Stored data entries:
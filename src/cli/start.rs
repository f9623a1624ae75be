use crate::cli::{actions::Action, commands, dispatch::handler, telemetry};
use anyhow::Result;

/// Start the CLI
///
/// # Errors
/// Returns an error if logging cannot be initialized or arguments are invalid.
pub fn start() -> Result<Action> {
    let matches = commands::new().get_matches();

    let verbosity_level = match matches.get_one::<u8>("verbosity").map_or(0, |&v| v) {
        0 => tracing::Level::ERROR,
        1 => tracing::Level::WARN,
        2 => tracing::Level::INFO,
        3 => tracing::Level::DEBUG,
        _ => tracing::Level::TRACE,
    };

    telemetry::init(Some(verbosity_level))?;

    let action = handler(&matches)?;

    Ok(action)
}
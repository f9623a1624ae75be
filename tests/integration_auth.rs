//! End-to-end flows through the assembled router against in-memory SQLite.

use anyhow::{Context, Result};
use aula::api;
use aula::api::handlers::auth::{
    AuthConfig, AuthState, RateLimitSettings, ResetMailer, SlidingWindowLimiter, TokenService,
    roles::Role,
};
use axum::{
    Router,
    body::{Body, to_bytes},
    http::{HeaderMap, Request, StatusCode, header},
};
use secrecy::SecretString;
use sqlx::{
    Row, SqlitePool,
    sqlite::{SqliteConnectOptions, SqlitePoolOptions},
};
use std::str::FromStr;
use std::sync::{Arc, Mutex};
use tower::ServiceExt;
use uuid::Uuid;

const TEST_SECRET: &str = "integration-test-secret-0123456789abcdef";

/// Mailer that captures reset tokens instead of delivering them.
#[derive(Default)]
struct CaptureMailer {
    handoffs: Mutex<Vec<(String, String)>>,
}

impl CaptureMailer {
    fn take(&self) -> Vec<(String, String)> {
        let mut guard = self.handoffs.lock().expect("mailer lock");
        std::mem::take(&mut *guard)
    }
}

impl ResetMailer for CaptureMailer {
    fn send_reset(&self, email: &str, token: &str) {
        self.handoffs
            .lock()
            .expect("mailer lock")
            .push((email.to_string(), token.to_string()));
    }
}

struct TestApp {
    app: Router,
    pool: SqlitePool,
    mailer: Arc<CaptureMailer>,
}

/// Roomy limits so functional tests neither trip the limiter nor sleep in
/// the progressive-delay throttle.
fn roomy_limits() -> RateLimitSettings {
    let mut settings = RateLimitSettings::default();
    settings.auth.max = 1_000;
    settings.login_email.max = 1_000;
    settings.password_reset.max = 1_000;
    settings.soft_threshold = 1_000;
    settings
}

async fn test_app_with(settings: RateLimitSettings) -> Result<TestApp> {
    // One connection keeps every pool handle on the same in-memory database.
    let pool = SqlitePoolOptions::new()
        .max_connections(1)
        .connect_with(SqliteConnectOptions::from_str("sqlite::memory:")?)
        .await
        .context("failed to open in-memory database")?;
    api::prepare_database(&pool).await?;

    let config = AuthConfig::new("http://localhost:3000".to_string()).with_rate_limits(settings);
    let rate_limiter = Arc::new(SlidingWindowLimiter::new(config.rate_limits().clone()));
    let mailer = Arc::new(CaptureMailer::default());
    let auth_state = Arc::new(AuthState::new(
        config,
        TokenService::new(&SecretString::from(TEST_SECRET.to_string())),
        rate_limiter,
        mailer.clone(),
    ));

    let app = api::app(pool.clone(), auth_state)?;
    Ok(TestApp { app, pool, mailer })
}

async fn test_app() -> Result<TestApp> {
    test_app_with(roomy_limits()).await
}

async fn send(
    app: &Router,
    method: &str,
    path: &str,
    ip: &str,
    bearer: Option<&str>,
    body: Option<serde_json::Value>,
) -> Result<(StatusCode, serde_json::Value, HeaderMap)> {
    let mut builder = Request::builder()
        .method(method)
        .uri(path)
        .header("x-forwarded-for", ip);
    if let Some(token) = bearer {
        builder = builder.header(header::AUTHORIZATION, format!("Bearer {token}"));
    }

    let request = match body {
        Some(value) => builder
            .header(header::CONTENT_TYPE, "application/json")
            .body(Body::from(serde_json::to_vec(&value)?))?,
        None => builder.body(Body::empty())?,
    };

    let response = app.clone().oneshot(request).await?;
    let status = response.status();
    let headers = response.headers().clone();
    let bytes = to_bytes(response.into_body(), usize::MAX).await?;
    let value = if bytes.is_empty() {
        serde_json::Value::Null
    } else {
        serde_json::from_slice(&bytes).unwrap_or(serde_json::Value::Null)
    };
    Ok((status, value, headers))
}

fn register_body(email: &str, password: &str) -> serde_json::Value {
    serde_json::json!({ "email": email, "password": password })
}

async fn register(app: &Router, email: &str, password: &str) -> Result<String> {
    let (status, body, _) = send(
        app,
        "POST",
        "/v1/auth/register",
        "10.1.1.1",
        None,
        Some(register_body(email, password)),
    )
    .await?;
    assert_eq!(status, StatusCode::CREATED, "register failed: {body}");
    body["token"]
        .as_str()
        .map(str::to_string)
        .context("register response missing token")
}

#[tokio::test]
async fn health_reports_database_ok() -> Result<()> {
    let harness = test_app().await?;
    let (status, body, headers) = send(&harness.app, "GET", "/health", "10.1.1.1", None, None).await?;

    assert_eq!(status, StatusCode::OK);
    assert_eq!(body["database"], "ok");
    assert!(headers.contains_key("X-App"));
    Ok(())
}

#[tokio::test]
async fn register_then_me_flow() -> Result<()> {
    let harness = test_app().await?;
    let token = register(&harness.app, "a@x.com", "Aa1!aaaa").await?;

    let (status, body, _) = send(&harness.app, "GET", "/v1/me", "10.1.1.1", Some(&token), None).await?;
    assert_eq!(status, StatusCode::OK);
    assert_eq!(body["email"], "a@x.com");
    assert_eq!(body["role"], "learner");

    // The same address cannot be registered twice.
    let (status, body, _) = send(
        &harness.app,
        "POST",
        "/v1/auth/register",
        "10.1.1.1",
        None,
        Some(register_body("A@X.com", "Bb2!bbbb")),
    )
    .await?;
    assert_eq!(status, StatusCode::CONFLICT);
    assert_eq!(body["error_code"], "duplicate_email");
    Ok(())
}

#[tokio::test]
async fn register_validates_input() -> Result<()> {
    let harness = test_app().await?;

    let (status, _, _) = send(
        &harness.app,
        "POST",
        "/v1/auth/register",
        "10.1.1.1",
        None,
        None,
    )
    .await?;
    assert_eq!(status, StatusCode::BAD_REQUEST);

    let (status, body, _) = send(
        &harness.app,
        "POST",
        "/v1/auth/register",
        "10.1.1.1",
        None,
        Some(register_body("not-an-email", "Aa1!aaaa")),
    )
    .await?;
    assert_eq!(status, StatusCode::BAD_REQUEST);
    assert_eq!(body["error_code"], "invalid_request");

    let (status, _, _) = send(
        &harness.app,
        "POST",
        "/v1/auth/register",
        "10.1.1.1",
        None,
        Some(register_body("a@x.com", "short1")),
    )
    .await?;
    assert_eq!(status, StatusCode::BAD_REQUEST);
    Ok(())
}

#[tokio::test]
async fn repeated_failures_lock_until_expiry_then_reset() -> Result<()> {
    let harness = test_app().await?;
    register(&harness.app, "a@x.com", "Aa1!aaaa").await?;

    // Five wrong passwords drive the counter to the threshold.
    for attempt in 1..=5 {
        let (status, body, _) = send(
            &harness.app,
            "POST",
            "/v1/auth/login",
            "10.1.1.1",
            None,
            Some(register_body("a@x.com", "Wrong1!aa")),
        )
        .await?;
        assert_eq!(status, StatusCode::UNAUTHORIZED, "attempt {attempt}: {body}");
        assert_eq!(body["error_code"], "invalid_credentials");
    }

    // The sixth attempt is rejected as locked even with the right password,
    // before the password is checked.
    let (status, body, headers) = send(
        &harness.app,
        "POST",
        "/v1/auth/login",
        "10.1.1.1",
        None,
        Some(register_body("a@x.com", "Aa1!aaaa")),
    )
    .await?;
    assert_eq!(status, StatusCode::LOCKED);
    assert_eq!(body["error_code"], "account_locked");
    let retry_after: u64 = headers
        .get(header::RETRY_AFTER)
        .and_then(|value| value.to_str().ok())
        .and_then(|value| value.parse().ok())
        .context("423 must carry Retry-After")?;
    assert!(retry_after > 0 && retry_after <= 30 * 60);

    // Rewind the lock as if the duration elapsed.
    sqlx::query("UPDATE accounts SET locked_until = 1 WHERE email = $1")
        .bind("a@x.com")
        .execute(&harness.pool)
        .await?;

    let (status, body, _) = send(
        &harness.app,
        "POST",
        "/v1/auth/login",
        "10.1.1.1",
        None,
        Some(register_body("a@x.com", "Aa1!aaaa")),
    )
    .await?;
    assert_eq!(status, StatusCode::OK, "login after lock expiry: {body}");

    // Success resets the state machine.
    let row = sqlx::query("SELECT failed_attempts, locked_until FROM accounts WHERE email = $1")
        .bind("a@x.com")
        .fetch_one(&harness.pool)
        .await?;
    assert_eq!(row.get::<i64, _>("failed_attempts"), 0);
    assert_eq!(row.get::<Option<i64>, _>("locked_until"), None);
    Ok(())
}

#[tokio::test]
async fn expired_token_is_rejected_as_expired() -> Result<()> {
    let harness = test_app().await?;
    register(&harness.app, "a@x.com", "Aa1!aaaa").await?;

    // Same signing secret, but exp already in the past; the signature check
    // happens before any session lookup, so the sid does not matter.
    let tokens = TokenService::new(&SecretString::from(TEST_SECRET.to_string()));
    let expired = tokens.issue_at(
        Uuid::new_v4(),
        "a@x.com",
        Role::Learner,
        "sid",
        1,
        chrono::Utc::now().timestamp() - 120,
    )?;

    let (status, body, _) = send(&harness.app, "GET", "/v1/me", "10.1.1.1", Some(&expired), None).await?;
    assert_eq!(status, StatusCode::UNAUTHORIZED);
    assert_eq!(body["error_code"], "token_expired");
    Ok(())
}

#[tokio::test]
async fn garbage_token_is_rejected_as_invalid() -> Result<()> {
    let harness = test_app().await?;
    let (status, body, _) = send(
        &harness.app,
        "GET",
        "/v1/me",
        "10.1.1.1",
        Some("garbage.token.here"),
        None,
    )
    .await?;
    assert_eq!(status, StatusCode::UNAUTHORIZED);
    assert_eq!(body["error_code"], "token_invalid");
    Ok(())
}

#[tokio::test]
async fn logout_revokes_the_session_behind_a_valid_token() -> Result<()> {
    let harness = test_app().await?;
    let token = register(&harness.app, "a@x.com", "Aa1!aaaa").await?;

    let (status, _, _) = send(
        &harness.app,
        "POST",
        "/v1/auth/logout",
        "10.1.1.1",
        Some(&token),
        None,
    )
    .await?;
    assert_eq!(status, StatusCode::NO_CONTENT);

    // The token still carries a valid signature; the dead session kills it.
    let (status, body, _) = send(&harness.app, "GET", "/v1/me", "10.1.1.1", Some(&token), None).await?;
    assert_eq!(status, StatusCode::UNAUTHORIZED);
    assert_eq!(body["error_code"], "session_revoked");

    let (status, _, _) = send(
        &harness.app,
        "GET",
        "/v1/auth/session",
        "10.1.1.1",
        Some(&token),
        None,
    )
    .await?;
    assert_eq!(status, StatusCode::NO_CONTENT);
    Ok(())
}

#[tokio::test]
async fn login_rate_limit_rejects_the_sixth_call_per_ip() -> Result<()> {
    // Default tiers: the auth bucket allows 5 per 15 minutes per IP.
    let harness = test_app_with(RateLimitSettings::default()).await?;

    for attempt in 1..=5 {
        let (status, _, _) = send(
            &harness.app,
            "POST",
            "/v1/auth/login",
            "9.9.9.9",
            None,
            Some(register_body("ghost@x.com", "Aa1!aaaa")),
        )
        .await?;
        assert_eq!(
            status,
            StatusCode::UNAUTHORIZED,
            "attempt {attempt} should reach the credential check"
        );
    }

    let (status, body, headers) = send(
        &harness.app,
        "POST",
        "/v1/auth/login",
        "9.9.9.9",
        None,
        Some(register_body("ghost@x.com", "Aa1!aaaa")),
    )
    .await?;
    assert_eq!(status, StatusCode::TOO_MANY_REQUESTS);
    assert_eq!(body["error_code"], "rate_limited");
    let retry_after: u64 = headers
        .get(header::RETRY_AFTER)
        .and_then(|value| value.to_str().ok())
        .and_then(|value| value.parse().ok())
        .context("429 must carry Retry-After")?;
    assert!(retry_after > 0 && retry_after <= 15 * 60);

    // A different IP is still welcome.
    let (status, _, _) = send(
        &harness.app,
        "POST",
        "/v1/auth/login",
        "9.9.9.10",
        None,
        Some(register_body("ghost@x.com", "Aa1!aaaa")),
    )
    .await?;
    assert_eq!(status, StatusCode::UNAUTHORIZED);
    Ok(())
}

What is required
Which lines in the entries above contain "accounts"? Pull each of them out.

Written solution
    sqlx::query("UPDATE accounts SET locked_until = 1 WHERE email = $1")
    let row = sqlx::query("SELECT failed_attempts, locked_until FROM accounts WHERE email = $1")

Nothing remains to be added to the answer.